Saved entries
-- -- --
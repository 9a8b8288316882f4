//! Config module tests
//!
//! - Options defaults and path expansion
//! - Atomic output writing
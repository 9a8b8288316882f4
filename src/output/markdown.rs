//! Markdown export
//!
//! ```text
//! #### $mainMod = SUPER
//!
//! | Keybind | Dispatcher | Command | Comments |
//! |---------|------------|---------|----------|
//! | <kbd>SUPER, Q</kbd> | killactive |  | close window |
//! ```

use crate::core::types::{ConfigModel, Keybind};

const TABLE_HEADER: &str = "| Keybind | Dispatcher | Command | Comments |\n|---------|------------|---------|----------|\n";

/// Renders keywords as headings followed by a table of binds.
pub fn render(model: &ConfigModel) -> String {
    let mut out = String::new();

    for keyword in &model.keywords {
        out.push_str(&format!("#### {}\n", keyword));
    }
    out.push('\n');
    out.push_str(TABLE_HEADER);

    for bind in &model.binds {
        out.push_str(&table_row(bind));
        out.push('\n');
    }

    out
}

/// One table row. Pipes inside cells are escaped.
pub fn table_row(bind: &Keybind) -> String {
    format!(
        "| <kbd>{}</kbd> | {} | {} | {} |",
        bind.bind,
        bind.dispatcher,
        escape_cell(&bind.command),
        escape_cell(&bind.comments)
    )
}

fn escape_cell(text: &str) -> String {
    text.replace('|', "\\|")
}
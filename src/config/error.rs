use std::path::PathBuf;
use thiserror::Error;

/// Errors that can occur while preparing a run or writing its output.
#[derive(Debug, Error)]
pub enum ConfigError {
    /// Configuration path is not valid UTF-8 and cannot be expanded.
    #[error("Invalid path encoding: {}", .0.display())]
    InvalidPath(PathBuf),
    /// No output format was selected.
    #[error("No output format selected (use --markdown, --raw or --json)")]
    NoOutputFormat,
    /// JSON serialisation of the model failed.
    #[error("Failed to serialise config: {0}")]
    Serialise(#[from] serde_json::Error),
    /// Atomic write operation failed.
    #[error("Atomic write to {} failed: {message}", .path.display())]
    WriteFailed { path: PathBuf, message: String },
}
-- -- --
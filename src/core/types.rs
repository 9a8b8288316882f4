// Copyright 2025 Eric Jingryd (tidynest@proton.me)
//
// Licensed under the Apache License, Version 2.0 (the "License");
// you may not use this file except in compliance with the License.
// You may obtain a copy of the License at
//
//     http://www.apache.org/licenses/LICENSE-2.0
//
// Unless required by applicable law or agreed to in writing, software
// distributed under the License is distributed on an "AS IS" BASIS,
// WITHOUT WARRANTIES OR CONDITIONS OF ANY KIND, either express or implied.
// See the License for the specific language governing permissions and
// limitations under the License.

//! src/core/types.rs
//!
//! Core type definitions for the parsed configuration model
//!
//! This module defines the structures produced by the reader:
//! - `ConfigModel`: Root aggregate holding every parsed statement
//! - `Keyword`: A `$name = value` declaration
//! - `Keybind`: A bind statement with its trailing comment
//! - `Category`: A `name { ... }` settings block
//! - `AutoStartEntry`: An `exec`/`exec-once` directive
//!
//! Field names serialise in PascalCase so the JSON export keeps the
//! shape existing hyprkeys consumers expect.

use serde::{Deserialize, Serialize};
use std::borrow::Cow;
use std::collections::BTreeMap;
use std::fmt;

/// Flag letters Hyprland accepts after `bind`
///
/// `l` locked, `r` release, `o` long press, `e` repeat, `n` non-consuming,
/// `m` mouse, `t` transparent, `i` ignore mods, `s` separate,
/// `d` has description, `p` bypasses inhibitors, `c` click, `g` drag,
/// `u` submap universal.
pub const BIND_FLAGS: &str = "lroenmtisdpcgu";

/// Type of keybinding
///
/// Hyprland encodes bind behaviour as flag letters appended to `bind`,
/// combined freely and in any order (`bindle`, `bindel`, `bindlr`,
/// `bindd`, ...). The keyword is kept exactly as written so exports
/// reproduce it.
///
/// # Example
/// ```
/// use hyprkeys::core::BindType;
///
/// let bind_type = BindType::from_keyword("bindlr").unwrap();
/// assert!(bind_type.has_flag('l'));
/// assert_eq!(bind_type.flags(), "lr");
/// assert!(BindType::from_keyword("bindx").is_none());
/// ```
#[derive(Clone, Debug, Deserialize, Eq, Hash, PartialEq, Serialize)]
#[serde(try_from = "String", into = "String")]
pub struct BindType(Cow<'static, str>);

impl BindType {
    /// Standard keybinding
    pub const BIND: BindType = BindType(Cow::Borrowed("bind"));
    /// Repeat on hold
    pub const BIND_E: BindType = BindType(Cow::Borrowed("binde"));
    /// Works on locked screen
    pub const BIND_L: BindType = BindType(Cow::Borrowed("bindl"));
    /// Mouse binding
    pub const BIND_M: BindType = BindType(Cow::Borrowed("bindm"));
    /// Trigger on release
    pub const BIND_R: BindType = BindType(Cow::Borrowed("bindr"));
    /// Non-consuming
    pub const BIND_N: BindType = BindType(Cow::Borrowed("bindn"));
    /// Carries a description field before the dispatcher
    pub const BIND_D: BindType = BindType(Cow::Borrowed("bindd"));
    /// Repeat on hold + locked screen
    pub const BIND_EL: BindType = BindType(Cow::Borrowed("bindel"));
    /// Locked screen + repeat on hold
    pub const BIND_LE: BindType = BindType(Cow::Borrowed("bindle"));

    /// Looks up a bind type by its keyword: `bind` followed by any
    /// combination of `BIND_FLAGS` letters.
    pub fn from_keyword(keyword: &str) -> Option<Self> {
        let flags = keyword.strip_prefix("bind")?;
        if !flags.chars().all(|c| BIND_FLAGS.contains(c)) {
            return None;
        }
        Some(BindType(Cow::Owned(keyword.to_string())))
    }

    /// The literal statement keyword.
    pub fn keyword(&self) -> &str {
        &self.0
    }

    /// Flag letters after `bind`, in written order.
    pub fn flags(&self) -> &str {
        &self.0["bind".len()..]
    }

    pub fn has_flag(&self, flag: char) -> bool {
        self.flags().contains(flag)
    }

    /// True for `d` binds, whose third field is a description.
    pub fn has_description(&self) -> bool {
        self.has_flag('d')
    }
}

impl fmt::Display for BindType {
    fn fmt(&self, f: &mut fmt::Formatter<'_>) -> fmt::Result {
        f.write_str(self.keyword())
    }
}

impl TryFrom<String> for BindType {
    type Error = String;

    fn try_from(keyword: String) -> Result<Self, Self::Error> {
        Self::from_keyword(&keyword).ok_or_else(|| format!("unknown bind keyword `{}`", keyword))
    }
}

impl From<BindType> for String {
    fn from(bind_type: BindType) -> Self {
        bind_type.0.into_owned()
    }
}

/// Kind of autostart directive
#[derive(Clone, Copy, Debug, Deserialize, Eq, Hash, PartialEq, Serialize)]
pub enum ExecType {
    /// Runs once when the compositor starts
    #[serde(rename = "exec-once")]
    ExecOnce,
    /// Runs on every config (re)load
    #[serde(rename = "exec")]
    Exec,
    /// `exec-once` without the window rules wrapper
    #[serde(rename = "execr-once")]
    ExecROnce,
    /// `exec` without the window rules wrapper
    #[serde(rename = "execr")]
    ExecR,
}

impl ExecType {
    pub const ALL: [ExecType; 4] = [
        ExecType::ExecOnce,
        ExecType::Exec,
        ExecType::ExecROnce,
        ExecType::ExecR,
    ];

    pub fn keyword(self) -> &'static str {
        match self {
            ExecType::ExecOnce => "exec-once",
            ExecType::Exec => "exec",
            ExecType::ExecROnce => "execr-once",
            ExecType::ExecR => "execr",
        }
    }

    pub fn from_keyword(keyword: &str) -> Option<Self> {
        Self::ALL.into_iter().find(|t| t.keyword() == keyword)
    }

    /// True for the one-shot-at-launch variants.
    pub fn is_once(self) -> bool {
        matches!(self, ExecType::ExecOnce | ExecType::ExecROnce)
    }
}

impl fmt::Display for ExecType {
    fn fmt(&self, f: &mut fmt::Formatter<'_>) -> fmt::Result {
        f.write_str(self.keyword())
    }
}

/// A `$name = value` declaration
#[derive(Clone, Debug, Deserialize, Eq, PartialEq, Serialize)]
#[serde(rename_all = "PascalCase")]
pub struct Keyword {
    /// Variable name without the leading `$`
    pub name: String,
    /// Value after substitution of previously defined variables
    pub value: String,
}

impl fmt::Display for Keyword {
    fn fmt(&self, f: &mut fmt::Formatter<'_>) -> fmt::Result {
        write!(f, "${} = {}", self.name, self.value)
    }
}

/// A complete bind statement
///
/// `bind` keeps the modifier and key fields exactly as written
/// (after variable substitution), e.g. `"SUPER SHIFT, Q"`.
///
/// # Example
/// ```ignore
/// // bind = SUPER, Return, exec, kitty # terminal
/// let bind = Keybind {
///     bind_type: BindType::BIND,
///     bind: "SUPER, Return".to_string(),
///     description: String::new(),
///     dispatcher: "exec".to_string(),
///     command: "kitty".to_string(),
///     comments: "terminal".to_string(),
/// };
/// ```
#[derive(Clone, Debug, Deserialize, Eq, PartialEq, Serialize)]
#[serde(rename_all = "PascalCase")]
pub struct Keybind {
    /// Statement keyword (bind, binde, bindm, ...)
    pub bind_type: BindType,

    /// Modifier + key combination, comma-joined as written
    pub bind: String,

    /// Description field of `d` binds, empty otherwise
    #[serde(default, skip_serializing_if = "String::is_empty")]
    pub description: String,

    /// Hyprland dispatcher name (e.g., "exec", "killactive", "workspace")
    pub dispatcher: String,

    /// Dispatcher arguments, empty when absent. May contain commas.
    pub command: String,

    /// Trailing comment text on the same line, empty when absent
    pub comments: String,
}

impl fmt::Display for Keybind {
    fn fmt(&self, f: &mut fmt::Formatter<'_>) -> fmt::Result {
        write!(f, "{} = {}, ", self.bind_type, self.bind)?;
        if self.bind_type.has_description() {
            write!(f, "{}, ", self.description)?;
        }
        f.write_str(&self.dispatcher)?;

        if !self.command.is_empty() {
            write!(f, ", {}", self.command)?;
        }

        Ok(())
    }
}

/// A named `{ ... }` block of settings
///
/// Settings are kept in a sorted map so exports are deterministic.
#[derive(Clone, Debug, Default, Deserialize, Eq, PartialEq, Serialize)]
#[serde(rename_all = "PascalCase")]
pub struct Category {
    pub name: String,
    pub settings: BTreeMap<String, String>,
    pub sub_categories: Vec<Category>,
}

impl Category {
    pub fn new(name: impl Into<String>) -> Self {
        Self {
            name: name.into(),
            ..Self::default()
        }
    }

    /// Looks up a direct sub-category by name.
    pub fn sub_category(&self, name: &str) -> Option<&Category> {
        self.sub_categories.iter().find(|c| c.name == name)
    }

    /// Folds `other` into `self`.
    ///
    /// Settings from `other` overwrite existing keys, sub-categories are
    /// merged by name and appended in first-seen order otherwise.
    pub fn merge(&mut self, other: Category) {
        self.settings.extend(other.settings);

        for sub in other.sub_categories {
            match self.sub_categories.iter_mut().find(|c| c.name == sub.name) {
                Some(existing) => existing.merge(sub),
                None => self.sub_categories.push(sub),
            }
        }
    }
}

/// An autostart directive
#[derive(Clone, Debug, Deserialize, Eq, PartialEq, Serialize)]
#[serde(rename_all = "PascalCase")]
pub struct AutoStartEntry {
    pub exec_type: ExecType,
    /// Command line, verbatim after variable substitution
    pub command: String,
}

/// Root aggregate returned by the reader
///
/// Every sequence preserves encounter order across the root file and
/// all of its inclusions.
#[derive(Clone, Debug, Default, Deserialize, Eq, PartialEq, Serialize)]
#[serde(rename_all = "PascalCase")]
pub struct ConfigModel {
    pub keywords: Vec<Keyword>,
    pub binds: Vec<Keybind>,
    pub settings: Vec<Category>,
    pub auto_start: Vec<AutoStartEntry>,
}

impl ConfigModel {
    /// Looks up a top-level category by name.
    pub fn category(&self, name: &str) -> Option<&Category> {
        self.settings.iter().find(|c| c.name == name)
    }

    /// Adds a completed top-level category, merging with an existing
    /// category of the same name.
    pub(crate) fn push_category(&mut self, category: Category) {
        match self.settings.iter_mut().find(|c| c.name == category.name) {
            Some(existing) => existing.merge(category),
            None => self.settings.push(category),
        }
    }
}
-- -- --
• **What is required**:
Track down every line in the entries that includes the string "screen", and copy it.

• **Written answer**:
    /// Works on locked screen
    /// Repeat on hold + locked screen
    /// Locked screen + repeat on hold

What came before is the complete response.